Speaker Paul Ryan has shown House lawmakers that he can change the little things. He oversaw a minor shakeup to the group of Republicans that elects committee chairmen. He's allowed more amendment votes. He's even trying to listen more.
But, in the new year, the Wisconsin Republican is setting up a far more ambitious test: congressional approval of a new Authorization for the Use of Military Force to allow the president to go after the Islamic State, also known as ISIS.
"It would be a good symbol of American resolve to have a new AUMF to go after ISIS, to thoroughly defeat and destroy ISIS," Ryan told a small group of reporters in his office on Friday.
Ryan said he's asked Majority Leader Kevin McCarthy (R-Calif.) to set up "listening sessions" so that members can talk about what they'd like to see in a new war authorization, and Ryan is asking Rep. Ed Royce (R-Calif.) -- the man who chairs the Committee on Foreign Affairs, which would be responsible for undersigning an AUMF -- to oversee the discussion.
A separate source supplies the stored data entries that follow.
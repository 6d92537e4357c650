//! The fixed set of expense categories.

use std::{fmt::Display, str::FromStr};

use rusqlite::types::{FromSql, FromSqlError, FromSqlResult, ToSql, ToSqlOutput, ValueRef};
use serde::{Deserialize, Serialize};

use crate::Error;

/// What an expense was for.
#[derive(
    Debug, Default, Clone, Copy, PartialEq, Eq, PartialOrd, Ord, Hash, Serialize, Deserialize,
)]
#[allow(missing_docs)]
pub enum Category {
    Food,
    Transport,
    Rent,
    Entertainment,
    Utilities,
    Healthcare,
    #[default]
    Others,
}

impl Category {
    /// Every category, in the order they are offered to the user.
    pub const ALL: [Category; 7] = [
        Category::Food,
        Category::Transport,
        Category::Rent,
        Category::Entertainment,
        Category::Utilities,
        Category::Healthcare,
        Category::Others,
    ];

    /// The name stored in the database and shown to the user.
    pub fn as_str(&self) -> &'static str {
        match self {
            Category::Food => "Food",
            Category::Transport => "Transport",
            Category::Rent => "Rent",
            Category::Entertainment => "Entertainment",
            Category::Utilities => "Utilities",
            Category::Healthcare => "Healthcare",
            Category::Others => "Others",
        }
    }
}

impl FromStr for Category {
    type Err = Error;

    /// Parse a category name, ignoring case and surrounding whitespace.
    ///
    /// # Errors
    ///
    /// Returns [Error::EmptyCategory] for a blank string and
    /// [Error::InvalidCategory] for a name outside the fixed set.
    fn from_str(s: &str) -> Result<Self, Self::Err> {
        let name = s.trim();

        if name.is_empty() {
            return Err(Error::EmptyCategory);
        }

        Category::ALL
            .into_iter()
            .find(|category| category.as_str().eq_ignore_ascii_case(name))
            .ok_or_else(|| Error::InvalidCategory(name.to_owned()))
    }
}

impl Display for Category {
    fn fmt(&self, f: &mut std::fmt::Formatter<'_>) -> std::fmt::Result {
        write!(f, "{}", self.as_str())
    }
}

impl ToSql for Category {
    fn to_sql(&self) -> rusqlite::Result<ToSqlOutput<'_>> {
        Ok(ToSqlOutput::from(self.as_str()))
    }
}

impl FromSql for Category {
    fn column_result(value: ValueRef<'_>) -> FromSqlResult<Self> {
        let name = value.as_str()?;
        name.parse()
            .map_err(|error: Error| FromSqlError::Other(Box::new(error)))
    }
}
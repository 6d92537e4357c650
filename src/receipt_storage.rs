//! The managed directory that receipt images are copied into.

use std::{
    fs,
    path::{Path, PathBuf},
};

use crate::Error;

/// The image file extensions accepted as receipts.
pub const IMAGE_EXTENSIONS: [&str; 3] = ["png", "jpg", "jpeg"];

/// Copies receipt images into one directory owned by the application.
///
/// Images keep their original file name. Importing a file with the same name
/// as an existing receipt overwrites the existing image.
#[derive(Debug, Clone)]
pub struct ReceiptStorage {
    directory: PathBuf,
}

impl ReceiptStorage {
    /// Use `directory` for receipts, creating it if needed.
    pub fn new(directory: impl Into<PathBuf>) -> Result<Self, Error> {
        let directory = directory.into();
        fs::create_dir_all(&directory).map_err(|error| {
            Error::ImageCopy(format!("could not create {directory:?}: {error}"))
        })?;

        Ok(Self { directory })
    }

    /// The directory receipts are stored in.
    pub fn directory(&self) -> &Path {
        &self.directory
    }

    /// Copy the selected image into the receipts directory.
    ///
    /// # Errors
    /// This function will return a:
    /// - [Error::NoImageSelected] if `selected` is `None`,
    /// - [Error::UnsupportedImageType] if the file is not a PNG or JPEG image,
    /// - or [Error::ImageCopy] if the file could not be copied.
    pub fn import(&self, selected: Option<&Path>) -> Result<PathBuf, Error> {
        let source = selected.ok_or(Error::NoImageSelected)?;

        let file_name = source
            .file_name()
            .ok_or_else(|| Error::UnsupportedImageType(source.to_string_lossy().into_owned()))?;

        if !is_supported_image(source) {
            return Err(Error::UnsupportedImageType(
                file_name.to_string_lossy().into_owned(),
            ));
        }

        let destination = self.directory.join(file_name);
        if destination.exists() {
            tracing::warn!("Overwriting existing receipt image {destination:?}");
        }

        fs::copy(source, &destination).map_err(|error| {
            Error::ImageCopy(format!("{source:?} -> {destination:?}: {error}"))
        })?;
        tracing::debug!("Copied receipt image {source:?} to {destination:?}");

        Ok(destination)
    }
}

fn is_supported_image(path: &Path) -> bool {
    path.extension()
        .and_then(|extension| extension.to_str())
        .is_some_and(|extension| {
            IMAGE_EXTENSIONS
                .iter()
                .any(|supported| supported.eq_ignore_ascii_case(extension))
        })
}

#[cfg(test)]
mod receipt_storage_tests {
    use std::fs;

    use crate::{Error, receipt_storage::ReceiptStorage};

    #[test]
    fn new_creates_the_directory() {
        let root = tempfile::tempdir().unwrap();
        let directory = root.path().join("nested").join("receipts");

        let storage = ReceiptStorage::new(&directory).unwrap();

        assert!(directory.is_dir());
        assert_eq!(storage.directory(), directory);
    }

    #[test]
    fn import_copies_the_image() {
        let root = tempfile::tempdir().unwrap();
        let source = root.path().join("coffee.JPG");
        fs::write(&source, b"image bytes").unwrap();
        let storage = ReceiptStorage::new(root.path().join("receipts")).unwrap();

        let stored = storage.import(Some(source.as_path())).unwrap();

        assert_eq!(stored, root.path().join("receipts").join("coffee.JPG"));
        assert_eq!(fs::read(&stored).unwrap(), b"image bytes");
        assert!(source.exists());
    }

    #[test]
    fn import_overwrites_a_receipt_with_the_same_name() {
        let root = tempfile::tempdir().unwrap();
        let storage = ReceiptStorage::new(root.path().join("receipts")).unwrap();
        let first = root.path().join("a").join("receipt.png");
        let second = root.path().join("b").join("receipt.png");
        fs::create_dir_all(first.parent().unwrap()).unwrap();
        fs::create_dir_all(second.parent().unwrap()).unwrap();
        fs::write(&first, b"first").unwrap();
        fs::write(&second, b"second").unwrap();

        storage.import(Some(first.as_path())).unwrap();
        let stored = storage.import(Some(second.as_path())).unwrap();

        assert_eq!(fs::read(stored).unwrap(), b"second");
    }

    #[test]
    fn import_without_selection_fails() {
        let root = tempfile::tempdir().unwrap();
        let storage = ReceiptStorage::new(root.path()).unwrap();

        assert_eq!(storage.import(None), Err(Error::NoImageSelected));
    }

    #[test]
    fn import_rejects_other_file_types() {
        let root = tempfile::tempdir().unwrap();
        let source = root.path().join("notes.pdf");
        fs::write(&source, b"%PDF").unwrap();
        let storage = ReceiptStorage::new(root.path().join("receipts")).unwrap();

        assert_eq!(
            storage.import(Some(source.as_path())),
            Err(Error::UnsupportedImageType("notes.pdf".to_owned()))
        );
    }

    #[test]
    fn import_of_missing_file_fails() {
        let root = tempfile::tempdir().unwrap();
        let storage = ReceiptStorage::new(root.path().join("receipts")).unwrap();

        let result = storage.import(Some(root.path().join("missing.png").as_path()));

        assert!(matches!(result, Err(Error::ImageCopy(_))));
    }
}
//! Receipt Ledger records expenses from photographed receipts.
//!
//! A receipt image is copied into a managed directory, its text is recognized
//! and the total is read from it. The user confirms the category and date, and
//! the expense and its receipt are written to SQLite together. The ledger can
//! then be listed, summarised by category or month, and exported as CSV.

#![warn(missing_docs)]

mod aggregation;
mod alert;
mod amount;
mod app;
mod category;
mod config;
mod database_id;
mod db;
mod details;
mod error;
mod export;
mod intake;
mod ledger;
mod parser;
mod receipt_storage;
mod recognizer;
mod report;
mod terminal;
mod timezone;

pub use aggregation::{MonthlyTotal, YearMonth, category_sums, monthly_sums};
pub use alert::{Alert, AlertType};
pub use amount::{Amount, MAX_CENTS};
pub use app::run;
pub use category::Category;
pub use config::{Args, Command, Config};
pub use database_id::{DatabaseId, ExpenseId, ReceiptId};
pub use db::initialize as initialize_db;
pub use details::{
    AmountRequest, Collected, DetailCoordinator, DetailRequest, DetailResponse, ExpenseDetails,
    Prompt,
};
pub use error::Error;
pub use export::{DEFAULT_REPORT_NAME, export_expense_report, write_expense_report};
pub use intake::{AmountSource, IntakeOutcome, MANUAL_AMOUNT_REASON, ReceiptIntake};
pub use ledger::{
    DATE_FORMAT, Expense, LedgerStore, NewExpense, Receipt, count_expenses, count_receipts,
    get_all_receipts, get_expense, get_expenses_newest_first, get_expenses_oldest_first,
    get_receipt_for_expense, insert_expense, insert_receipt, parse_date,
};
pub use parser::{AmountParser, Confusions, DEFAULT_CURRENCY_SYMBOLS, TOTAL_KEYWORD};
pub use receipt_storage::{IMAGE_EXTENSIONS, ReceiptStorage};
pub use recognizer::{TesseractRecognizer, TextRecognizer};
pub use report::{
    write_category_sums, write_expense_table, write_monthly_sums, write_receipt_table,
};
pub use terminal::{CANCEL_INPUT, TerminalPrompt};
pub use timezone::get_local_offset;
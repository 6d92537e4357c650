//! Alert system for displaying success, warning and error messages to users.
//!
//! Every user-triggered action ends with at most one alert.

use std::fmt::Display;

/// Alert message types for styling
#[derive(Debug, Clone, Copy, PartialEq, Eq)]
pub enum AlertType {
    /// The action completed.
    Success,
    /// The action did not complete but nothing went wrong.
    Warning,
    /// The action failed.
    Error,
}

/// A message for the user with optional details.
#[derive(Debug, Clone, PartialEq, Eq)]
pub struct Alert {
    /// How the alert should be styled.
    pub alert_type: AlertType,
    /// A short summary.
    pub message: String,
    /// A longer explanation, may be empty.
    pub details: String,
}

impl Alert {
    /// Create a new success alert
    pub fn success(message: &str, details: &str) -> Self {
        Self::new(AlertType::Success, message, details)
    }

    /// Create a new warning alert
    pub fn warning(message: &str, details: &str) -> Self {
        Self::new(AlertType::Warning, message, details)
    }

    /// Create a new error alert
    pub fn error(message: &str, details: &str) -> Self {
        Self::new(AlertType::Error, message, details)
    }

    fn new(alert_type: AlertType, message: &str, details: &str) -> Self {
        Self {
            alert_type,
            message: message.to_owned(),
            details: details.to_owned(),
        }
    }

    /// Render the alert with ANSI colours for a terminal.
    pub fn to_ansi_string(&self) -> String {
        let colour = match self.alert_type {
            AlertType::Success => "32",
            AlertType::Warning => "33",
            AlertType::Error => "31",
        };

        format!("\x1b[{colour};1m{self}\x1b[0m")
    }
}

impl Display for Alert {
    fn fmt(&self, f: &mut std::fmt::Formatter<'_>) -> std::fmt::Result {
        if self.details.is_empty() {
            write!(f, "{}", self.message)
        } else {
            write!(f, "{}: {}", self.message, capitalise_first_char(&self.details))
        }
    }
}

/// From https://crates.io/crates/capitalize
fn capitalise_first_char(string: &str) -> String {
    let mut chars = string.chars();
    let Some(first) = chars.next() else {
        return String::with_capacity(0);
    };
    first.to_uppercase().chain(chars).collect()
}

#[cfg(test)]
mod alert_tests {
    use crate::alert::{Alert, AlertType};

    #[test]
    fn display_joins_message_and_capitalised_details() {
        let alert = Alert::error("Database Error", "the expense could not be saved");

        assert_eq!(alert.alert_type, AlertType::Error);
        assert_eq!(
            alert.to_string(),
            "Database Error: The expense could not be saved"
        );
    }

    #[test]
    fn display_without_details_is_just_the_message() {
        assert_eq!(Alert::success("Saved", "").to_string(), "Saved");
    }

    #[test]
    fn ansi_string_is_coloured_by_type() {
        assert_eq!(
            Alert::warning("No Data", "").to_ansi_string(),
            "\x1b[33;1mNo Data\x1b[0m"
        );
    }
}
It's clear that in Ryan's perfect world, he would get Congress to vote on and approve an AUMF updating the current war authorization, a loosely written permission slip to go after the perpetrators of 9/11 that has been used ever since to conduct military operations in the Middle East.
But, for now, he's just committing to a conversation.
When a reporter asked the speaker if he would hold a vote on what members come up with, Ryan said he'd "want to see" what those listening sessions produce before promising a vote.
"I'm not going to get ahead of our members and their discussions," Ryan said. "But what we're not going to do is pass an AUMF that prohibits the next president from doing what he or she needs to do to destroy ISIS. And so far I've seen a lot of proposals that, I think, handcuff the next president."
Ryan is like a lot of other members in the sense that he'd like to vote on an AUMF -- as long as it's one he likes.
There are a number of reasons Congress hasn't voted on an AUMF. Many members are scared of taking a difficult vote. Many others just have different opinions about what a proper AUMF needs to look like.
Ryan seems to be another member in that latter category, and he has the power to make sure a vote only takes place if he wants it to.
But even if he can somehow get the House behind an AUMF, he'd still have to get the Senate onboard. And Ryan's ability to influence Congress is unlikely to extend to a chamber ruled by Senate Majority Leader Mitch McConnell (R-Ky.).